Work item: Find every line below with the string "Shorthand" and pick it out.
═════ Given data
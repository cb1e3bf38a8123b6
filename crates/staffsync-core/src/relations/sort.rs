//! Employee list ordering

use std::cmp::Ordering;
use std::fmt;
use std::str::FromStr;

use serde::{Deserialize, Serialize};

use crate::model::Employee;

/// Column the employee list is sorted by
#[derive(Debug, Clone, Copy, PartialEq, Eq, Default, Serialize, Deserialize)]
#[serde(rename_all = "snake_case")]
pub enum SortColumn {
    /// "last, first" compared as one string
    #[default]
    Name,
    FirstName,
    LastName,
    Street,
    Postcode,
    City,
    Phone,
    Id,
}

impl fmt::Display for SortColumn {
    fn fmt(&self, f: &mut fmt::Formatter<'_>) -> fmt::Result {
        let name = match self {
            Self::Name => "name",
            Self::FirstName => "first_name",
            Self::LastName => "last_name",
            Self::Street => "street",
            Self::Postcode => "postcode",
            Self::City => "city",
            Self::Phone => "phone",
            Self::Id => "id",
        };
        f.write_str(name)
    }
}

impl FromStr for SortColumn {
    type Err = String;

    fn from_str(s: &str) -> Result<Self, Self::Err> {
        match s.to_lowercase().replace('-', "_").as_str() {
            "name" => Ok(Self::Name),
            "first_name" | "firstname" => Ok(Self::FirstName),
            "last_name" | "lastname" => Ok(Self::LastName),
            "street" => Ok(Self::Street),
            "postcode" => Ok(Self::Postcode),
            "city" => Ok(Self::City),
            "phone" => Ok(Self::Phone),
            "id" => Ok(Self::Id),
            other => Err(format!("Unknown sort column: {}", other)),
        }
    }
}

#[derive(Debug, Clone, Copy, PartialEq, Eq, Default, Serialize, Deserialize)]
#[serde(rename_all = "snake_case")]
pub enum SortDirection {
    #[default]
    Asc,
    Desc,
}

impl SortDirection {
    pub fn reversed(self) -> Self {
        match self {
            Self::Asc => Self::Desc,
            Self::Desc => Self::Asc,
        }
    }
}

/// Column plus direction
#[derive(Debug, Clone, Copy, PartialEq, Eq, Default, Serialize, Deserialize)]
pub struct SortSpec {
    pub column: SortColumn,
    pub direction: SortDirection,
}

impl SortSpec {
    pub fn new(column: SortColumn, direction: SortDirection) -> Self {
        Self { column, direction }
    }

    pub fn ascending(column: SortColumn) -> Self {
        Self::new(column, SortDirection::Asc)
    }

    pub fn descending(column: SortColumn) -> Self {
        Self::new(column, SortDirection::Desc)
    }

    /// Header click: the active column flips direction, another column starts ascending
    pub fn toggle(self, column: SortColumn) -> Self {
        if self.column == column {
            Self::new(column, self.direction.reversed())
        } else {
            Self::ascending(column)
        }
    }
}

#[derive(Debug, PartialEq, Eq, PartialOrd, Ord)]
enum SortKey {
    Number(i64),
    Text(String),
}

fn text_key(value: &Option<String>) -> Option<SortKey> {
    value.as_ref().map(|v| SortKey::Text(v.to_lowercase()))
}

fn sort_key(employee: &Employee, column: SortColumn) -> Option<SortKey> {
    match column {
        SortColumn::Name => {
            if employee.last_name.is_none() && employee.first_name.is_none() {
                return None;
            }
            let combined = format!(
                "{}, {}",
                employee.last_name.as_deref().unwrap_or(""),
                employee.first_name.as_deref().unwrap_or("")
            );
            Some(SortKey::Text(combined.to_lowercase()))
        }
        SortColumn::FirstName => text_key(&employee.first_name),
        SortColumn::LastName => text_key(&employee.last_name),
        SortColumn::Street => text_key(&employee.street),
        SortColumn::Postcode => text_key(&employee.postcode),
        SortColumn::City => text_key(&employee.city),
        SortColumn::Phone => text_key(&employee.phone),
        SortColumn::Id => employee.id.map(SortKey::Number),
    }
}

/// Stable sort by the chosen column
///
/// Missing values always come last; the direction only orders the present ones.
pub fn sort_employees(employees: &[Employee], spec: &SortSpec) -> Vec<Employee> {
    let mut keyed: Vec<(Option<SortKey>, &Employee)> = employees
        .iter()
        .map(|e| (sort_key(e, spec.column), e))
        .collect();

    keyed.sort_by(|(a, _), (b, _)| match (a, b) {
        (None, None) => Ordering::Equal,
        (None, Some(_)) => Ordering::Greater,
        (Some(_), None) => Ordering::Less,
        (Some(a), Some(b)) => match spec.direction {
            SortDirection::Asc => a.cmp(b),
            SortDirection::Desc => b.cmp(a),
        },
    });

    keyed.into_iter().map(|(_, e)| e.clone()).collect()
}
══════════
═════ Given data
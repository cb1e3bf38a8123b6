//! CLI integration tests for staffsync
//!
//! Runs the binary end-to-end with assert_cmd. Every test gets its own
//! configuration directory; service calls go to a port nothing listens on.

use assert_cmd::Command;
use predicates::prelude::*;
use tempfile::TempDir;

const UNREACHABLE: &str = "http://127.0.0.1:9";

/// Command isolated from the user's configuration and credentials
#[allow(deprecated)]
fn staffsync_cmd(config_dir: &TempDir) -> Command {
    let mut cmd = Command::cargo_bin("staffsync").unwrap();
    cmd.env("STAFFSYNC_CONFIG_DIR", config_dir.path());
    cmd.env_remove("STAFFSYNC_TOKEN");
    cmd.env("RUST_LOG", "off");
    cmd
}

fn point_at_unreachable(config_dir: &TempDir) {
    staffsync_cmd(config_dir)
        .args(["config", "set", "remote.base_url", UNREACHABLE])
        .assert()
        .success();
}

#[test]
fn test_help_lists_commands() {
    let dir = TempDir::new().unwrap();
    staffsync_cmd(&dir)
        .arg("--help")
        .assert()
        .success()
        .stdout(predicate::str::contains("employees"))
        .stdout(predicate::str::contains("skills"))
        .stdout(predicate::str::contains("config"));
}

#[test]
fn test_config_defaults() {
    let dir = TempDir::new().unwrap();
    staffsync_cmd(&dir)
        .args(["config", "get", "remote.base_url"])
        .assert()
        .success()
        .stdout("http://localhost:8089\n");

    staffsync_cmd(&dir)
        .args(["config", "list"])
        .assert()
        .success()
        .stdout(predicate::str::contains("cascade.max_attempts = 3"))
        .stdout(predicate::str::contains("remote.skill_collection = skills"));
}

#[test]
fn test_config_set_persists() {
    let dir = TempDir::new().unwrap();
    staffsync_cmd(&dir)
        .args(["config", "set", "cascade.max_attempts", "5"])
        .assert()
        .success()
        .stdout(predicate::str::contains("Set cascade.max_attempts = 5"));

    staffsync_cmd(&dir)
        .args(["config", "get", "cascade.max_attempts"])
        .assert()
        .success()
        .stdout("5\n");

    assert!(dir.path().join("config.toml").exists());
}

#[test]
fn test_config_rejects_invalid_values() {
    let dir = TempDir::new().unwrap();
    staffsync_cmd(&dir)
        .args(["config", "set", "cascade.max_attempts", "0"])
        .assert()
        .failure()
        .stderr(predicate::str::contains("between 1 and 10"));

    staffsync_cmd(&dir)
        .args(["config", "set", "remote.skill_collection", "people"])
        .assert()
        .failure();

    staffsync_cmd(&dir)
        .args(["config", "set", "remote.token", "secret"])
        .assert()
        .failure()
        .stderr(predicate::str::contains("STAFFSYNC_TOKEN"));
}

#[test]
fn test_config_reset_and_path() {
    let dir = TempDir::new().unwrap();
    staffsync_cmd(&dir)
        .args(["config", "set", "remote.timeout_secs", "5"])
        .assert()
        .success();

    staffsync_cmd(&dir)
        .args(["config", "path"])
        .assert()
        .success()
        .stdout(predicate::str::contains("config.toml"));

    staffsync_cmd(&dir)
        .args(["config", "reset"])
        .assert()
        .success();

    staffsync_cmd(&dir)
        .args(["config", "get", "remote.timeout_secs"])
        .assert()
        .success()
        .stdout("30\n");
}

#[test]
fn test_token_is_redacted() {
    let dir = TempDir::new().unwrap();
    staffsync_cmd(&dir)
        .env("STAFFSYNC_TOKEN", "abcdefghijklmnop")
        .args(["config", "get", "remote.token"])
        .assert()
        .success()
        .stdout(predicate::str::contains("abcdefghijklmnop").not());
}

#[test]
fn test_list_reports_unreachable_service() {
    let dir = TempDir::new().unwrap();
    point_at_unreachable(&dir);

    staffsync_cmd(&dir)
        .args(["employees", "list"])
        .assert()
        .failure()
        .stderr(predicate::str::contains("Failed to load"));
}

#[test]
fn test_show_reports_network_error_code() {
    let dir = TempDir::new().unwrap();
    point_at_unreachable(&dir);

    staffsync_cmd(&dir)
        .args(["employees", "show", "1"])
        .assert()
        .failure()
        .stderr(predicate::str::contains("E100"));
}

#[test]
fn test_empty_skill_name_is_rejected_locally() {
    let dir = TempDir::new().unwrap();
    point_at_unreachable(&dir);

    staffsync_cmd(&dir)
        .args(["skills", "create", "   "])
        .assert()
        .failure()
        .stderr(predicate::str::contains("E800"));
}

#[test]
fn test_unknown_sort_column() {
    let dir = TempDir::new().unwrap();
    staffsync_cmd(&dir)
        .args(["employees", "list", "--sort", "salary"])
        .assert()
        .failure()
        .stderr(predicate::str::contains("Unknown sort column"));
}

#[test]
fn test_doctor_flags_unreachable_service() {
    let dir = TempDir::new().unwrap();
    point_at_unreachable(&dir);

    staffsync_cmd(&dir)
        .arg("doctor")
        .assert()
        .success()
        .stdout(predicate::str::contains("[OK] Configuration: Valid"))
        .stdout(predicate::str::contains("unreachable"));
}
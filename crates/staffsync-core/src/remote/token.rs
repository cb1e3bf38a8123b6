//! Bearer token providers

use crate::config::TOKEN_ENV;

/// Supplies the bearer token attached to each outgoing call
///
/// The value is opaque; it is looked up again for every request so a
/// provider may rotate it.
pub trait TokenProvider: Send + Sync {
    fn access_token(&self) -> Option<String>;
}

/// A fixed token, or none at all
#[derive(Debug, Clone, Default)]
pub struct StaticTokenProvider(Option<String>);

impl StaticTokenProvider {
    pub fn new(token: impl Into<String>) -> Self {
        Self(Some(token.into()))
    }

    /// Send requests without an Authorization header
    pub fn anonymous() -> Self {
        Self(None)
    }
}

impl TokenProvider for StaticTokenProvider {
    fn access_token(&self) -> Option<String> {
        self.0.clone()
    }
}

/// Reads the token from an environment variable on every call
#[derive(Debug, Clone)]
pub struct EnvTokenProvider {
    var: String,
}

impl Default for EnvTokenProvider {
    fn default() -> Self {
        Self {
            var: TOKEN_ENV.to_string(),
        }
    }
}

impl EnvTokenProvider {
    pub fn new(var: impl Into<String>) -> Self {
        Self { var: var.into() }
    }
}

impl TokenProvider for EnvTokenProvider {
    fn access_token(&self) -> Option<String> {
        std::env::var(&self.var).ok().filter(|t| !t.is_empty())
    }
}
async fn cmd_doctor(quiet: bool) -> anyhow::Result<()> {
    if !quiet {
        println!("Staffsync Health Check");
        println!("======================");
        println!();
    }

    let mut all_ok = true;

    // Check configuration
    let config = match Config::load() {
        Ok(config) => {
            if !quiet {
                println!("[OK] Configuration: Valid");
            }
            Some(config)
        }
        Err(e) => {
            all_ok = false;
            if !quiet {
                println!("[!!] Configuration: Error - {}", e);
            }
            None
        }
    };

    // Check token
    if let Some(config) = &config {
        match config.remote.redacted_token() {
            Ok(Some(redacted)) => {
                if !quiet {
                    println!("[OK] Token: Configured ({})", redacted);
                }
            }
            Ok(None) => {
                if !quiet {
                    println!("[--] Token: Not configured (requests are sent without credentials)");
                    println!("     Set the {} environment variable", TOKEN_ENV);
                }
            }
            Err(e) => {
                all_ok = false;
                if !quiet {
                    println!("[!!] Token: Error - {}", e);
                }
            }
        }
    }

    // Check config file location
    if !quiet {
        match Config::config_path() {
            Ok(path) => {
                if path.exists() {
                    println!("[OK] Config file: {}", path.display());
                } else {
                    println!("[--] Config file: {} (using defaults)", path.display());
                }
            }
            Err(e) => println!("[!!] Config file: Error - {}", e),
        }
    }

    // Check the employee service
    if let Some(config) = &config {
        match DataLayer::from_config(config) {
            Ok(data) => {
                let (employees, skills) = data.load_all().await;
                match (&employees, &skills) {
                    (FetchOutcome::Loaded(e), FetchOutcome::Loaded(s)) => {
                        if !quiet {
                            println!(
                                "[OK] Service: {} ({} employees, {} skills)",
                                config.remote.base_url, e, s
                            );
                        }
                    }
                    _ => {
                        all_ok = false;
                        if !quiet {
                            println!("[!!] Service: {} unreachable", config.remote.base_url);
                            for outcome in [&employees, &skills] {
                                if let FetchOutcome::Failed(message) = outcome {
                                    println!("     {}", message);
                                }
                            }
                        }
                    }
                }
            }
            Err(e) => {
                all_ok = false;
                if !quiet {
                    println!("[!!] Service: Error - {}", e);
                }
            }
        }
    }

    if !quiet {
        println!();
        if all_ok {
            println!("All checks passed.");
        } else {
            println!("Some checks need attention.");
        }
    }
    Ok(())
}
══════════
═════ Given data
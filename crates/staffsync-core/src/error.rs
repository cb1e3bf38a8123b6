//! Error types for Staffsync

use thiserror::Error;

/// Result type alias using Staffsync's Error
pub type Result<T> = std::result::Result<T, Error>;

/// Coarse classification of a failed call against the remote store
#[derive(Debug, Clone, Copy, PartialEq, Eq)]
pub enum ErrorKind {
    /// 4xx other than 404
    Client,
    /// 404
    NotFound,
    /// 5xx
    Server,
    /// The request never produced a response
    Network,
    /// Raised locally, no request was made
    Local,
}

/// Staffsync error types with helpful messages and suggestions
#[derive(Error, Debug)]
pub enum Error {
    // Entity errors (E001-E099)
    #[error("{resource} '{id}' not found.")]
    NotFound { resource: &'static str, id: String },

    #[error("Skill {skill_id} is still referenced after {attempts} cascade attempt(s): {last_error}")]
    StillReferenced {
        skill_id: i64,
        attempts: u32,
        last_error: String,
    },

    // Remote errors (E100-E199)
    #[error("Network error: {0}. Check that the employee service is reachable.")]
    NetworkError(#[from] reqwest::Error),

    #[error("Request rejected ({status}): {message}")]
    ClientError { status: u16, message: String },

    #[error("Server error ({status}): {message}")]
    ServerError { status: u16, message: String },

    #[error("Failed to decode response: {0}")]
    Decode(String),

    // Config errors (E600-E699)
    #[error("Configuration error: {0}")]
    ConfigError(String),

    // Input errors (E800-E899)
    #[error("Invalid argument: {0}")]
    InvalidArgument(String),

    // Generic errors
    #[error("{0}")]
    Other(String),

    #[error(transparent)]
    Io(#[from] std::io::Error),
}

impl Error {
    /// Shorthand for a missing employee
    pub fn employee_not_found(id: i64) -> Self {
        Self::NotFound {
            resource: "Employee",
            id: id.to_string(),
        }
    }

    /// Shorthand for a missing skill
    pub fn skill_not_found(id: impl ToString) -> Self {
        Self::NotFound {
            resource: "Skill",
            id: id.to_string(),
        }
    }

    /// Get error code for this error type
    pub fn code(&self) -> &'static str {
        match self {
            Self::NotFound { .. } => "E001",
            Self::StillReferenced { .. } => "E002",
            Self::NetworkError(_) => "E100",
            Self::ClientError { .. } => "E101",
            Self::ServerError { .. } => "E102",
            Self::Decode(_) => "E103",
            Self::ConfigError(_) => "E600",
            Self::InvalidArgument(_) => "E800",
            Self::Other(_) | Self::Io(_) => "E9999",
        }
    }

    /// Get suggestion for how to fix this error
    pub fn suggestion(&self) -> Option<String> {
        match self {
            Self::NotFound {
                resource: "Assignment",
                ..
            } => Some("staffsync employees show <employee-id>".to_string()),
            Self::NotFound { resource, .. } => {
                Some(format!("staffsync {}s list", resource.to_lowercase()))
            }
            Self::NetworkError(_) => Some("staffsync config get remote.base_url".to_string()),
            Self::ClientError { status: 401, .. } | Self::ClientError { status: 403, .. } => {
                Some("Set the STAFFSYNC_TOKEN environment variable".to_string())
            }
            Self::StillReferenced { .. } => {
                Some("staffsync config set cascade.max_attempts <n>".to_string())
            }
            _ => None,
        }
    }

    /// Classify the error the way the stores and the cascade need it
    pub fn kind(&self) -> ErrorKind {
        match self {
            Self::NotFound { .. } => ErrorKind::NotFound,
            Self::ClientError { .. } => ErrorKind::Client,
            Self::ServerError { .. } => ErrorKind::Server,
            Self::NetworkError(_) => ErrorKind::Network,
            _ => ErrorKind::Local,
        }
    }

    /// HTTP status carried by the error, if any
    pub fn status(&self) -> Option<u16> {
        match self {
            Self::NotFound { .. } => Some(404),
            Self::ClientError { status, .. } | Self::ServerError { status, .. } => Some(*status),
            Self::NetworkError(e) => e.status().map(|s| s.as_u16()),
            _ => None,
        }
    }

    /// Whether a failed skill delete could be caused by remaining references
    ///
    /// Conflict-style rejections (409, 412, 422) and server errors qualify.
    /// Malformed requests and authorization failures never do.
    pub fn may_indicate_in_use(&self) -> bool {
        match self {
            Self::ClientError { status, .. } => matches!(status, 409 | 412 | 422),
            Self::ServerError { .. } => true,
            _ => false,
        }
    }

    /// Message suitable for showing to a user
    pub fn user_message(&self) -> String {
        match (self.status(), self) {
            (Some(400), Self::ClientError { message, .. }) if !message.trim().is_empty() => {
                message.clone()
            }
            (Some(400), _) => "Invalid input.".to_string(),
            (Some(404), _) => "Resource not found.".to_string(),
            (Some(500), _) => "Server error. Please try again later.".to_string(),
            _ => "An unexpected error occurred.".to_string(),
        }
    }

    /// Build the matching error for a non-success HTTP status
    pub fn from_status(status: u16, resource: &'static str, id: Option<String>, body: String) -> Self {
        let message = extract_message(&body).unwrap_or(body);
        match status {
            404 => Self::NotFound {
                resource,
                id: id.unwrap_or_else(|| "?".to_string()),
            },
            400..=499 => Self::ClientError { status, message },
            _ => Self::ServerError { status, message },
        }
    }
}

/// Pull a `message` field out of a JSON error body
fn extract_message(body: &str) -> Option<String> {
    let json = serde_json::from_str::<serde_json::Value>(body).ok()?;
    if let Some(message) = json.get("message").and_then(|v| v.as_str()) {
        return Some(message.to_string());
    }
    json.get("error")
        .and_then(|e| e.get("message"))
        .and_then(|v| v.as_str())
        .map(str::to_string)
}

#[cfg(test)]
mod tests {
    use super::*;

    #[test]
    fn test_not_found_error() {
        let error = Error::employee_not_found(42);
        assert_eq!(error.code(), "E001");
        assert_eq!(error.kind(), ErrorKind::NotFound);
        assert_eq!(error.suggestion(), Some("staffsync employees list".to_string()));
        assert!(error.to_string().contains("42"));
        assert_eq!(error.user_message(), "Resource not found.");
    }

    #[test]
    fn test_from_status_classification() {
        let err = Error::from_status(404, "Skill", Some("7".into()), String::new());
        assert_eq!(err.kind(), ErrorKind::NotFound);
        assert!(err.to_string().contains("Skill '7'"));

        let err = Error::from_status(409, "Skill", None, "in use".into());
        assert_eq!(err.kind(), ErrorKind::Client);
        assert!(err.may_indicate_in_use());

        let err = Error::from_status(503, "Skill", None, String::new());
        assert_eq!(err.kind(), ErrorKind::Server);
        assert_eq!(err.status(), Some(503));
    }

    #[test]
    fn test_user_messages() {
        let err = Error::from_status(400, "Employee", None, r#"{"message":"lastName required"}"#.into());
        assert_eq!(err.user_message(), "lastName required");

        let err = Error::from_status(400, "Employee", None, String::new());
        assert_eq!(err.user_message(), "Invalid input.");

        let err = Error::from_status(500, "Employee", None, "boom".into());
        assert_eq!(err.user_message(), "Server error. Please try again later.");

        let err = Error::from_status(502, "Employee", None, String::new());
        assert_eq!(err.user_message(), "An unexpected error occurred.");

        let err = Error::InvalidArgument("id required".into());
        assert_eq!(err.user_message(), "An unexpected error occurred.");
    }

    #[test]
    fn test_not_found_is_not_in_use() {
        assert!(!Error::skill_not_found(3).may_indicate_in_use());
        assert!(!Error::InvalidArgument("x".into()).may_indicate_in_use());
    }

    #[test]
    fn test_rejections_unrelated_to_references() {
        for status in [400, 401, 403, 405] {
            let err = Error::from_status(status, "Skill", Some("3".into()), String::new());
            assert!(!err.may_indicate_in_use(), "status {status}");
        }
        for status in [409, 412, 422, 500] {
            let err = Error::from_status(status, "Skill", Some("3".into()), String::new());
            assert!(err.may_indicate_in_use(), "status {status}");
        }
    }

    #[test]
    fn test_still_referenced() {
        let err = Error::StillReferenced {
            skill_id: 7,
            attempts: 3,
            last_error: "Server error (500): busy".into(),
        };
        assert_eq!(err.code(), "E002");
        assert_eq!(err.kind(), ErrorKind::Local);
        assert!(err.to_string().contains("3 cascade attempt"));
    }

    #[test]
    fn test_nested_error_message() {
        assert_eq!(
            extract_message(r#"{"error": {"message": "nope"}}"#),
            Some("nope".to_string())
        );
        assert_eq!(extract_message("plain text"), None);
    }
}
══════════
Answer for this exercise:
    /// Shorthand for a missing employee
    /// Shorthand for a missing skill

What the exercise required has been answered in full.